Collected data

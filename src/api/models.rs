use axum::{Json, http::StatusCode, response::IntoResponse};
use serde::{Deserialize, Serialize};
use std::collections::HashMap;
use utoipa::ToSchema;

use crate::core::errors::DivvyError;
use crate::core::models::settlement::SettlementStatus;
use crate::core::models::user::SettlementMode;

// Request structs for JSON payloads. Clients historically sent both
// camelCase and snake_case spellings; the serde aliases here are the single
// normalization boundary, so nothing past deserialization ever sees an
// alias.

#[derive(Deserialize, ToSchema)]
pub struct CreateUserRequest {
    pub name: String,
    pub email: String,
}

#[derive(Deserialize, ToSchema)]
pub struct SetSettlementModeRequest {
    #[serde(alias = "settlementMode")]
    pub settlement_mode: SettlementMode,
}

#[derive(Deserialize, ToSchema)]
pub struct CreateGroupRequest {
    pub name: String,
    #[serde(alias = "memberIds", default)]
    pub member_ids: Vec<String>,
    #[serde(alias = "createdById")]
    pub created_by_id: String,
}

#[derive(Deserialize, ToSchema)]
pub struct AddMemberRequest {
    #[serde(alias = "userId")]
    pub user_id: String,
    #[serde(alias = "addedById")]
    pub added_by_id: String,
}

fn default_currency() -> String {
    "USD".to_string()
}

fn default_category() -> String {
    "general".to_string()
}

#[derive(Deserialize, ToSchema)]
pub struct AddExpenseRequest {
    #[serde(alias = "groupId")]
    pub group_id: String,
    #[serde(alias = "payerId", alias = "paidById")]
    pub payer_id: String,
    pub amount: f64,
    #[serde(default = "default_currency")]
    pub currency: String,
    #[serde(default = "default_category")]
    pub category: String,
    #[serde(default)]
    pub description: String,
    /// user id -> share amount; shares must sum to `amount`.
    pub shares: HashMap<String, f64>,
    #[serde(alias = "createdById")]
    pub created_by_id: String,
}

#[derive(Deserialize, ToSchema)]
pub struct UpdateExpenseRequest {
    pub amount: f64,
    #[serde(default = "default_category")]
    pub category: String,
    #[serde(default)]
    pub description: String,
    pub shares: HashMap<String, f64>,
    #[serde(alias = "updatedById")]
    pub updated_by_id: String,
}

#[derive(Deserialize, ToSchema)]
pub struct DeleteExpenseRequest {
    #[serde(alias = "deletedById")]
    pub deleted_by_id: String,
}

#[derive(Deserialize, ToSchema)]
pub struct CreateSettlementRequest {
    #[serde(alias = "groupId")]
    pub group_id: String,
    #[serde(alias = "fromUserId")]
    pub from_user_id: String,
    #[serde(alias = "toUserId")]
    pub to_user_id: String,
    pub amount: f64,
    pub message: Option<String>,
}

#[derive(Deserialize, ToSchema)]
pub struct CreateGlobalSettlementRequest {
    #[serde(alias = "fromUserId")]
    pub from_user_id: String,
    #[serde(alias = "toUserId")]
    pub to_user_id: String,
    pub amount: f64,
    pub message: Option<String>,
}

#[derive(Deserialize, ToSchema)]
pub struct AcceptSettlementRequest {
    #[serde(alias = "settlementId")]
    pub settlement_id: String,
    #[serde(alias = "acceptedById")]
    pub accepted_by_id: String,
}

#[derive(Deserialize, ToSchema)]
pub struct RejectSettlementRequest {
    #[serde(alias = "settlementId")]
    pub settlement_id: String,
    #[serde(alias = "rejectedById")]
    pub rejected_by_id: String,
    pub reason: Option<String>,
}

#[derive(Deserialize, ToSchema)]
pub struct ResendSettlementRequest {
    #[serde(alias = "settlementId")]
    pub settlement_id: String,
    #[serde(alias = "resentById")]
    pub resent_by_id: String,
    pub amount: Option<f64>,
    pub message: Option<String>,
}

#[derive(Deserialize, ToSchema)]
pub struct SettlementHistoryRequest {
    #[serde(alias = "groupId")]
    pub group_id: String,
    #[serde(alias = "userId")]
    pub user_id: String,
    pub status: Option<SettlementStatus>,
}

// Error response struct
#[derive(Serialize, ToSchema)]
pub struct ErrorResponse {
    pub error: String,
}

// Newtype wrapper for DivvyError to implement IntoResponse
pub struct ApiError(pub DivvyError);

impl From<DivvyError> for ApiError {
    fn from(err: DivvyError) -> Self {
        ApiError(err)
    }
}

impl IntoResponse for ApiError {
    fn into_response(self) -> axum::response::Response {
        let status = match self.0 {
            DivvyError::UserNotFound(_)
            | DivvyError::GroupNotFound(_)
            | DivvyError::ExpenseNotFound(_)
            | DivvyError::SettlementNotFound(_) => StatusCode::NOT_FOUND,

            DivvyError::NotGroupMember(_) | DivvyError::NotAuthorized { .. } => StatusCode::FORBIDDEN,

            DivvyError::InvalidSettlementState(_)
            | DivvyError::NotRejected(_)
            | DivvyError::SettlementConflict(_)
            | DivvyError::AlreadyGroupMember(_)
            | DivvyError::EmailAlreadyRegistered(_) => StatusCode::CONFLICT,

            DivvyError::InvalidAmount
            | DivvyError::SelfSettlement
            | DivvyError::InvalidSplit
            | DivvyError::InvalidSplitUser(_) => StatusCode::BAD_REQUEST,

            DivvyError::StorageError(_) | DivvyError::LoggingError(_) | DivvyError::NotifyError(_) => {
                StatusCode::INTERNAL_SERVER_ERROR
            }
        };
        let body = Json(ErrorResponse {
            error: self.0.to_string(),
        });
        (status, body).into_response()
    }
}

* * *

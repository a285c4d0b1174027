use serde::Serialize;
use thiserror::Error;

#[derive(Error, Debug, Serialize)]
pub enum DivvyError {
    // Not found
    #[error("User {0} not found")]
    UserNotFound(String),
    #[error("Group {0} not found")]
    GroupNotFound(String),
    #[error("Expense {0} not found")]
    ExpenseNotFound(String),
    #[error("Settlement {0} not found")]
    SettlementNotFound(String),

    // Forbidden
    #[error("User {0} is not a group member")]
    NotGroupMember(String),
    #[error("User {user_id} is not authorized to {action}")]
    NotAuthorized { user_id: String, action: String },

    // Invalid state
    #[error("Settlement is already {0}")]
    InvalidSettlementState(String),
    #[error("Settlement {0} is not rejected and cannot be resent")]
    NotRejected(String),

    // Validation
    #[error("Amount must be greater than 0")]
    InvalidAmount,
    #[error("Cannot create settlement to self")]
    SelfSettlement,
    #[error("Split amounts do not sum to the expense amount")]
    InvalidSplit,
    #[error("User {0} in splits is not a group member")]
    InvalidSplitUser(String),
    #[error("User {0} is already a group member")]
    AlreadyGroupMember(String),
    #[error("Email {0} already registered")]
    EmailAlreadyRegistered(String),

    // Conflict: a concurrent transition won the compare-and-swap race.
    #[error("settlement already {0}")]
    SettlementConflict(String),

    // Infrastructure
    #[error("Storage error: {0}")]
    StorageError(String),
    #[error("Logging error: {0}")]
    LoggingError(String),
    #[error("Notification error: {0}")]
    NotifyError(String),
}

---

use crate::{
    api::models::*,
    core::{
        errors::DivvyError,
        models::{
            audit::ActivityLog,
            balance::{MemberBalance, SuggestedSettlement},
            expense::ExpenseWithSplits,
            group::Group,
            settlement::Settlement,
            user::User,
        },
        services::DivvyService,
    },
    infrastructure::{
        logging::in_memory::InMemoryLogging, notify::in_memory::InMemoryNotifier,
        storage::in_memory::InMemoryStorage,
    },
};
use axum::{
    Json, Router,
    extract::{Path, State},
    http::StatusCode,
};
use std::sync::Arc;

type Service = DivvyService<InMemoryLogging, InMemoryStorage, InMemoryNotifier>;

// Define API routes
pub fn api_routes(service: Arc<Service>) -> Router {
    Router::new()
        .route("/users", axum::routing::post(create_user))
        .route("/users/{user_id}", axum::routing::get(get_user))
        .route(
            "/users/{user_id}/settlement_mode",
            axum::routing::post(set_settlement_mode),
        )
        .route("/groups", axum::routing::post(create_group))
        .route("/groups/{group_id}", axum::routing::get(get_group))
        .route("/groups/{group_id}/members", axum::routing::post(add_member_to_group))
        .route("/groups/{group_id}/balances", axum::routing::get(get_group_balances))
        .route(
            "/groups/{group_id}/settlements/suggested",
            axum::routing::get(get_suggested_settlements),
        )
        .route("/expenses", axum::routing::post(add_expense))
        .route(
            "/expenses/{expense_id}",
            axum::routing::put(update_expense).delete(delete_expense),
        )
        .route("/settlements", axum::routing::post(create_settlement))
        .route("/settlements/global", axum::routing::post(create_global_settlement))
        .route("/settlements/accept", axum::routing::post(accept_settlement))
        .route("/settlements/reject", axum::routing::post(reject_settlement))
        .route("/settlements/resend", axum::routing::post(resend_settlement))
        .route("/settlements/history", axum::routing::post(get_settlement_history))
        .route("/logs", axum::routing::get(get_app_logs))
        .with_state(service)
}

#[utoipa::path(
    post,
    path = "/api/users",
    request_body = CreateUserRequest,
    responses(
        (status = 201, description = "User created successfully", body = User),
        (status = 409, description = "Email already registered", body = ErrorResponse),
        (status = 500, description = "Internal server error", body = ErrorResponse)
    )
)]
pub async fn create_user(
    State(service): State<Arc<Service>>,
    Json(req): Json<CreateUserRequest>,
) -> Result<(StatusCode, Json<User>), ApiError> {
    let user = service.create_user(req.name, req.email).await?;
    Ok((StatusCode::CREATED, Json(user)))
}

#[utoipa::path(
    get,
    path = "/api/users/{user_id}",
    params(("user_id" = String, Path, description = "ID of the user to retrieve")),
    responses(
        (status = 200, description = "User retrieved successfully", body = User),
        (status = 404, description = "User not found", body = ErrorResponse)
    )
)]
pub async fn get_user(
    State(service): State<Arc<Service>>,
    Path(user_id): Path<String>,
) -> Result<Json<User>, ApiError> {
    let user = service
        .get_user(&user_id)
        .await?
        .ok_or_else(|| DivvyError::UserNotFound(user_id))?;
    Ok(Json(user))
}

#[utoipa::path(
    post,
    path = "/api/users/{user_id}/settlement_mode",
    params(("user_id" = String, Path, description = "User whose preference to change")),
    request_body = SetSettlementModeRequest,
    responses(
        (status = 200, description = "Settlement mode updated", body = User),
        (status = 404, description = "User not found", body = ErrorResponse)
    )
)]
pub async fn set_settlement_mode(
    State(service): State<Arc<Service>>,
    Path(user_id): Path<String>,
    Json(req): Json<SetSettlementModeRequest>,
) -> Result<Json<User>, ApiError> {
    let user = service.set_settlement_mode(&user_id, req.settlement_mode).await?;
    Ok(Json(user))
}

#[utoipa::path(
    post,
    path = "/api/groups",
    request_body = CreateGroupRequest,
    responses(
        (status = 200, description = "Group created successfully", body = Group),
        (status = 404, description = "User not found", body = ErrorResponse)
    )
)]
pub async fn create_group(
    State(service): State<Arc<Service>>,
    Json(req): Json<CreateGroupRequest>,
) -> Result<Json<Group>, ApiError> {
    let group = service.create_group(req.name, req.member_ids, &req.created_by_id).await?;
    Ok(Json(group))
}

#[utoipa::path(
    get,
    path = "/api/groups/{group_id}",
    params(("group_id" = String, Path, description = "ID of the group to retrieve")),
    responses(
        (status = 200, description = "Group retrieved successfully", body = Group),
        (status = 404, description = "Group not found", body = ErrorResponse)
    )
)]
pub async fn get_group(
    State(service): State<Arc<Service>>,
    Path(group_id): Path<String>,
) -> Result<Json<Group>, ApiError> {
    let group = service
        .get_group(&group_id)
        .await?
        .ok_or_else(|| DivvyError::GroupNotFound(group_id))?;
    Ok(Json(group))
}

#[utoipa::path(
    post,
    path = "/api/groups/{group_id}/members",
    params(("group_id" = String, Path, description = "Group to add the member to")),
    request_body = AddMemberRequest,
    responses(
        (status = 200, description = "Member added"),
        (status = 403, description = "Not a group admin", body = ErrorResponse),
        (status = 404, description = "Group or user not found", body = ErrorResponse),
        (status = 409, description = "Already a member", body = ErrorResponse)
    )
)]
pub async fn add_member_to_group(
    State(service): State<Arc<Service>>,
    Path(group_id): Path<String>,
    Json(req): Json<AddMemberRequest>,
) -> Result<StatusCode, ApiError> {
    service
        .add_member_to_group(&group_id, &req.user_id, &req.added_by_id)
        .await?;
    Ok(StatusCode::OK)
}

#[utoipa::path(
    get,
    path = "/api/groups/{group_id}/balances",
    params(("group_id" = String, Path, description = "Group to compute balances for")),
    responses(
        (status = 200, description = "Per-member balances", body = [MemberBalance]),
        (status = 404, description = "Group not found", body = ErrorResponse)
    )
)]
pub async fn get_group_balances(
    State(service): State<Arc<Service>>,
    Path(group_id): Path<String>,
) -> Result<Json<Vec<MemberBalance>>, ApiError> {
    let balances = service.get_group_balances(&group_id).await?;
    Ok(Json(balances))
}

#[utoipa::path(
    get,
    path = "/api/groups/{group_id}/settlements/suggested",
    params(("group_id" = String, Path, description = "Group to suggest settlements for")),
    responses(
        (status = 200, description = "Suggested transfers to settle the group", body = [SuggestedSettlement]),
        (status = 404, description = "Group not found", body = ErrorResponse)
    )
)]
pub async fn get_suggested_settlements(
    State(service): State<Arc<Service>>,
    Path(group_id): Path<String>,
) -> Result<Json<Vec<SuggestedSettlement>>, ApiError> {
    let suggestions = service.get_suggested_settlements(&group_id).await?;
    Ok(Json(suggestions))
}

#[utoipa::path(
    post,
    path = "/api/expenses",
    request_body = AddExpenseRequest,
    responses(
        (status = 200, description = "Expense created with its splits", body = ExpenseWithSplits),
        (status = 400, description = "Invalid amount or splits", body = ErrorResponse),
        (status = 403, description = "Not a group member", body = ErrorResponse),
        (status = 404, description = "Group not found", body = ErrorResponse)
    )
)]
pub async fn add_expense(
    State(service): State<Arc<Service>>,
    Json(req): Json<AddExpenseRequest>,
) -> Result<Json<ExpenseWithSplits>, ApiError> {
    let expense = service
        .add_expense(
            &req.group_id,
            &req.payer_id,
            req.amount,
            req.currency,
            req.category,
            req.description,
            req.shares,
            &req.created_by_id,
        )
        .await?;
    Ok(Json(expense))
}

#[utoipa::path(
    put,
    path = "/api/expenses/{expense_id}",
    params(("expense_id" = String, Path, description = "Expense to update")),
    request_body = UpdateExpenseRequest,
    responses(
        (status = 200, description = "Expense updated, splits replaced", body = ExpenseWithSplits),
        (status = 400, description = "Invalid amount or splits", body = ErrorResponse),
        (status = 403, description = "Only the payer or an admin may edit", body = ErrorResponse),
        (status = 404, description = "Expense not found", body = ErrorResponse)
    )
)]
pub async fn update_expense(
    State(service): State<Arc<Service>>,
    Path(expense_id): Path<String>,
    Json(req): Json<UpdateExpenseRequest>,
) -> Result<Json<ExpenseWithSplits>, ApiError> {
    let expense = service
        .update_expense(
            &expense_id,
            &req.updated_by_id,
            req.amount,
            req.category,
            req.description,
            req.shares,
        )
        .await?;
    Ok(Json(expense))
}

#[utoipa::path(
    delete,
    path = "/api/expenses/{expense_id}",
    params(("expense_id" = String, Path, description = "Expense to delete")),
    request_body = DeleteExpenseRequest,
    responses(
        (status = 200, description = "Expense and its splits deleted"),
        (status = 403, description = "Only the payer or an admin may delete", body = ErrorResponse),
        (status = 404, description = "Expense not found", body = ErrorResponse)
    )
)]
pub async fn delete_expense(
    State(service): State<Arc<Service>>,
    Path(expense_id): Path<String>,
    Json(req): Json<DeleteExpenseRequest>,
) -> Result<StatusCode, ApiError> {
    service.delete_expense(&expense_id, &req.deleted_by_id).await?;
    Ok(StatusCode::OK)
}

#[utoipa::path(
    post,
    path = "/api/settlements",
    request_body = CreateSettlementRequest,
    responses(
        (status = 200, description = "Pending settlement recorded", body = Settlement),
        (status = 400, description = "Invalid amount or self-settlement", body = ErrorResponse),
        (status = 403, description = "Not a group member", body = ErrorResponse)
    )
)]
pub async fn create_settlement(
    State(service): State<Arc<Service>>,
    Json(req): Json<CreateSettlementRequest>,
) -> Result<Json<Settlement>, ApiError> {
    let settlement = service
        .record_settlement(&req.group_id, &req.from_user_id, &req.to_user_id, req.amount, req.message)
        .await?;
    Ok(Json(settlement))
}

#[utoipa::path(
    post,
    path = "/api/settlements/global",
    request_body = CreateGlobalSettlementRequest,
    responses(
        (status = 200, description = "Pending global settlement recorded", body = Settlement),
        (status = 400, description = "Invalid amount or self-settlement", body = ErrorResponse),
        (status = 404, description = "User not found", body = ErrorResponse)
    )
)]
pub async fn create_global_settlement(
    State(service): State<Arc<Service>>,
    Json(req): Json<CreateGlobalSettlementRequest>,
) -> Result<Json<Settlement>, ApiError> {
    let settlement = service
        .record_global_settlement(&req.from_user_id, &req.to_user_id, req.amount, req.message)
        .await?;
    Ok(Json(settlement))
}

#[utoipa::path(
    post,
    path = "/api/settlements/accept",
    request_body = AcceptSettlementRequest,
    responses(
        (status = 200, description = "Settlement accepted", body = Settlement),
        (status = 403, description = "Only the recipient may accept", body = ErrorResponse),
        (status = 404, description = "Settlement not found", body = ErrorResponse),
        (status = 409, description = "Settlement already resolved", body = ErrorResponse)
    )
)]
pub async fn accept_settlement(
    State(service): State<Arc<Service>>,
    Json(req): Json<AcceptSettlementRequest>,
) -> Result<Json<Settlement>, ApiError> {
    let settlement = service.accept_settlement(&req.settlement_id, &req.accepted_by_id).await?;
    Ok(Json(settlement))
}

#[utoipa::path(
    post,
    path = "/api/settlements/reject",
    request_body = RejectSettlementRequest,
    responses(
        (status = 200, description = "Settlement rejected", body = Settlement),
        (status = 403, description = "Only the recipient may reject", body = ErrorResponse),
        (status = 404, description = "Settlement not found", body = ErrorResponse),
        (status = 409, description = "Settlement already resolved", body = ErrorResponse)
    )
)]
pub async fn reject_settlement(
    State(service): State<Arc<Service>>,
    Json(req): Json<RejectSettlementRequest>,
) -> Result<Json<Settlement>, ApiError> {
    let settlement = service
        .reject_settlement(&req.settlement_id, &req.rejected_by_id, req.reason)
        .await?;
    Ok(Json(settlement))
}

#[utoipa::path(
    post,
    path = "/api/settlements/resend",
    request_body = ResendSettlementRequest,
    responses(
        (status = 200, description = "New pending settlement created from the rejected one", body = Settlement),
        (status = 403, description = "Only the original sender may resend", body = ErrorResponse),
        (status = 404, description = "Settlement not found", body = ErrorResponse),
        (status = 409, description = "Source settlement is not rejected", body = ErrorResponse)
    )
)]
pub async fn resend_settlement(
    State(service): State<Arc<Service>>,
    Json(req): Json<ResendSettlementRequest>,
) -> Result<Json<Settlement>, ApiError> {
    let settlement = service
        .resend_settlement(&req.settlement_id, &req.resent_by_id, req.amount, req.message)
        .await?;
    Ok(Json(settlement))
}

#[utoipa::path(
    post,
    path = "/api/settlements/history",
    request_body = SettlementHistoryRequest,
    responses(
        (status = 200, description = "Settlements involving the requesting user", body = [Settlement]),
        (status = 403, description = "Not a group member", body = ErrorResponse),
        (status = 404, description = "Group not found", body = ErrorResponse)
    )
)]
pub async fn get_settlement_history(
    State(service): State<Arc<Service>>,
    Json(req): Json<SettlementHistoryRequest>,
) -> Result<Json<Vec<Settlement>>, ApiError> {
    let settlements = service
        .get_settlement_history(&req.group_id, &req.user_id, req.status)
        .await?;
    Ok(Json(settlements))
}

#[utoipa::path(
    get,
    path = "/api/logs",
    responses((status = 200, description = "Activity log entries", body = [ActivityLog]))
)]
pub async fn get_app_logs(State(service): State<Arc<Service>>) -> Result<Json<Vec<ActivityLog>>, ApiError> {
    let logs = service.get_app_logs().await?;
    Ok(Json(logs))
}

■ WHAT YOU WILL DO
Give the number of lines in the records that contain the string "NotGroupMember", and nothing besides.

■ YOUR SOLUTION
2